Task statement: Without omission or alteration, write out all of the data.

Extracted data:
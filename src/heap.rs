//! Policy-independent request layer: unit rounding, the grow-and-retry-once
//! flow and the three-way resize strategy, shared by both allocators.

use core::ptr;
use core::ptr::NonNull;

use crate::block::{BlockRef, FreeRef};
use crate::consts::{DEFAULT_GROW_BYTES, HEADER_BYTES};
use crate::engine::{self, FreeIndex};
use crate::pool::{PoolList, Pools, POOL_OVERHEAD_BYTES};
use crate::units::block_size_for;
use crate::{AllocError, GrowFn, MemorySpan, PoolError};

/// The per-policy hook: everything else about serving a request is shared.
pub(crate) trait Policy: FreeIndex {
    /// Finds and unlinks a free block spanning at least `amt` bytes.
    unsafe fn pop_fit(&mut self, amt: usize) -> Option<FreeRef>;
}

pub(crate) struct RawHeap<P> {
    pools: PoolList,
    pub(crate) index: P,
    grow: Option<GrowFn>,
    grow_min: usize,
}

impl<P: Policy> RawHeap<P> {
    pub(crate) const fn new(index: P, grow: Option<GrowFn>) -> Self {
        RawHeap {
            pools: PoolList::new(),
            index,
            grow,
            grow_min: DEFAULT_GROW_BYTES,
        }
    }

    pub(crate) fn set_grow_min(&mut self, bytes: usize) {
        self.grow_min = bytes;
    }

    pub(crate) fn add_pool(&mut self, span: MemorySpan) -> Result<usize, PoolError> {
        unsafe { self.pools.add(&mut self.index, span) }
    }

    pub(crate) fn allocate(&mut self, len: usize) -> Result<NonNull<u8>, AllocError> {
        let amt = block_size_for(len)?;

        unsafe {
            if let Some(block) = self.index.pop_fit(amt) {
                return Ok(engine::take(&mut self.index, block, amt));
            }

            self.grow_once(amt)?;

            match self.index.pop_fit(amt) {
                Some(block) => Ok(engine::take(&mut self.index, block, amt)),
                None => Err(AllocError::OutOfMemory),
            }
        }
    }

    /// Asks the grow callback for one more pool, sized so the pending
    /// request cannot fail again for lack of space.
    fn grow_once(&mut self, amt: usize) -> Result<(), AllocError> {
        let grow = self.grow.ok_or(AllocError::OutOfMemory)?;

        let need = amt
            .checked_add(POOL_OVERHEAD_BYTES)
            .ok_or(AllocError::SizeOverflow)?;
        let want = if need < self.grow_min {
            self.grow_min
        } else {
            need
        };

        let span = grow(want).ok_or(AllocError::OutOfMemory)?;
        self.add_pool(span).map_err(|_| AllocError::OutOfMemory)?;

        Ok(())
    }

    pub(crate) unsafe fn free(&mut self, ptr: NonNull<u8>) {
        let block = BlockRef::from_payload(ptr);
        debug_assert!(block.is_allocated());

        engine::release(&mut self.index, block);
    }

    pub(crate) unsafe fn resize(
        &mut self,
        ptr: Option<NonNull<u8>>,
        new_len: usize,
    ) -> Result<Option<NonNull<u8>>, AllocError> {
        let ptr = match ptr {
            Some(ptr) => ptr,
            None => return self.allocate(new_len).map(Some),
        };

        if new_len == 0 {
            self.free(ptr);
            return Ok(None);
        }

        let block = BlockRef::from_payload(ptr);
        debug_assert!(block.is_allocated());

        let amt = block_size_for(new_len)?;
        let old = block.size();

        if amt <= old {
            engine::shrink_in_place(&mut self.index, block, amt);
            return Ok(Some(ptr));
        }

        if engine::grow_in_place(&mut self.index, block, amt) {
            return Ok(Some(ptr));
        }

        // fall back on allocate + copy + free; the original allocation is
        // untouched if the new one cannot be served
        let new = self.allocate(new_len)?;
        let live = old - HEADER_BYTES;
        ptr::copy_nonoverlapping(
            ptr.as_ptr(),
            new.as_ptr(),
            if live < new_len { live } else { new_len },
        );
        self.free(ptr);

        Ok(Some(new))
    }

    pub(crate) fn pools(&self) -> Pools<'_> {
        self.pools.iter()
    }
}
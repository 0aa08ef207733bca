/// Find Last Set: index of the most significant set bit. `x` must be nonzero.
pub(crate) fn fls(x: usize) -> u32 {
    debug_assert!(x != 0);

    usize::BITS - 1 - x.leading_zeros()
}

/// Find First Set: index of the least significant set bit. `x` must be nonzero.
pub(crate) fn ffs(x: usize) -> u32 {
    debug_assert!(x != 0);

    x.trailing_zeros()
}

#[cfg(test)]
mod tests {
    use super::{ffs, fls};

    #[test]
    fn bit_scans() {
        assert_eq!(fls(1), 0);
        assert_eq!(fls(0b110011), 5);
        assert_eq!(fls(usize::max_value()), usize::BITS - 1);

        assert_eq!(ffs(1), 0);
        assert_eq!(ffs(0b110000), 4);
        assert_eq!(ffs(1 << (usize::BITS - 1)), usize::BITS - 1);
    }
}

Completed task:
filename src/heap.rs
//! Policy-independent request layer: unit rounding, the grow-and-retry-once
//! flow and the three-way resize strategy, shared by both allocators.

use core::ptr;
use core::ptr::NonNull;

use crate::block::{BlockRef, FreeRef};
use crate::consts::{DEFAULT_GROW_BYTES, HEADER_BYTES};
use crate::engine::{self, FreeIndex};
use crate::pool::{PoolList, Pools, POOL_OVERHEAD_BYTES};
use crate::units::block_size_for;
use crate::{AllocError, GrowFn, MemorySpan, PoolError};

/// The per-policy hook: everything else about serving a request is shared.
pub(crate) trait Policy: FreeIndex {
    /// Finds and unlinks a free block spanning at least `amt` bytes.
    unsafe fn pop_fit(&mut self, amt: usize) -> Option<FreeRef>;
}

pub(crate) struct RawHeap<P> {
    pools: PoolList,
    pub(crate) index: P,
    grow: Option<GrowFn>,
    grow_min: usize,
}

impl<P: Policy> RawHeap<P> {
    pub(crate) const fn new(index: P, grow: Option<GrowFn>) -> Self {
        RawHeap {
            pools: PoolList::new(),
            index,
            grow,
            grow_min: DEFAULT_GROW_BYTES,
        }
    }

    pub(crate) fn set_grow_min(&mut self, bytes: usize) {
        self.grow_min = bytes;
    }

    pub(crate) fn add_pool(&mut self, span: MemorySpan) -> Result<usize, PoolError> {
        unsafe { self.pools.add(&mut self.index, span) }
    }

    pub(crate) fn allocate(&mut self, len: usize) -> Result<NonNull<u8>, AllocError> {
        let amt = block_size_for(len)?;

        unsafe {
            if let Some(block) = self.index.pop_fit(amt) {
                return Ok(engine::take(&mut self.index, block, amt));
            }

            self.grow_once(amt)?;

            match self.index.pop_fit(amt) {
                Some(block) => Ok(engine::take(&mut self.index, block, amt)),
                None => Err(AllocError::OutOfMemory),
            }
        }
    }

    /// Asks the grow callback for one more pool, sized so the pending
    /// request cannot fail again for lack of space.
    fn grow_once(&mut self, amt: usize) -> Result<(), AllocError> {
        let grow = self.grow.ok_or(AllocError::OutOfMemory)?;

        let need = amt
            .checked_add(POOL_OVERHEAD_BYTES)
            .ok_or(AllocError::SizeOverflow)?;
        let want = if need < self.grow_min {
            self.grow_min
        } else {
            need
        };

        let span = grow(want).ok_or(AllocError::OutOfMemory)?;
        self.add_pool(span).map_err(|_| AllocError::OutOfMemory)?;

        Ok(())
    }

    pub(crate) unsafe fn free(&mut self, ptr: NonNull<u8>) {
        let block = BlockRef::from_payload(ptr);
        debug_assert!(block.is_allocated());

        engine::release(&mut self.index, block);
    }

    pub(crate) unsafe fn resize(
        &mut self,
        ptr: Option<NonNull<u8>>,
        new_len: usize,
    ) -> Result<Option<NonNull<u8>>, AllocError> {
        let ptr = match ptr {
            Some(ptr) => ptr,
            None => return self.allocate(new_len).map(Some),
        };

        if new_len == 0 {
            self.free(ptr);
            return Ok(None);
        }

        let block = BlockRef::from_payload(ptr);
        debug_assert!(block.is_allocated());

        let amt = block_size_for(new_len)?;
        let old = block.size();

        if amt <= old {
            engine::shrink_in_place(&mut self.index, block, amt);
            return Ok(Some(ptr));
        }

        if engine::grow_in_place(&mut self.index, block, amt) {
            return Ok(Some(ptr));
        }

        // fall back on allocate + copy + free; the original allocation is
        // untouched if the new one cannot be served
        let new = self.allocate(new_len)?;
        let live = old - HEADER_BYTES;
        ptr::copy_nonoverlapping(
            ptr.as_ptr(),
            new.as_ptr(),
            if live < new_len { live } else { new_len },
        );
        self.free(ptr);

        Ok(Some(new))
    }

    pub(crate) fn pools(&self) -> Pools<'_> {
        self.pools.iter()
    }
}
repository 0aa08ef207733bca
/// Find Last Set: index of the most significant set bit. `x` must be nonzero.
pub(crate) fn fls(x: usize) -> u32 {
    debug_assert!(x != 0);

    usize::BITS - 1 - x.leading_zeros()
}

/// Find First Set: index of the least significant set bit. `x` must be nonzero.
pub(crate) fn ffs(x: usize) -> u32 {
    debug_assert!(x != 0);

    x.trailing_zeros()
}

#[cfg(test)]
mod tests {
    use super::{ffs, fls};

    #[test]
    fn bit_scans() {
        assert_eq!(fls(1), 0);
        assert_eq!(fls(0b110011), 5);
        assert_eq!(fls(usize::max_value()), usize::BITS - 1);

        assert_eq!(ffs(1), 0);
        assert_eq!(ffs(0b110000), 4);
        assert_eq!(ffs(1 << (usize::BITS - 1)), usize::BITS - 1);
    }
}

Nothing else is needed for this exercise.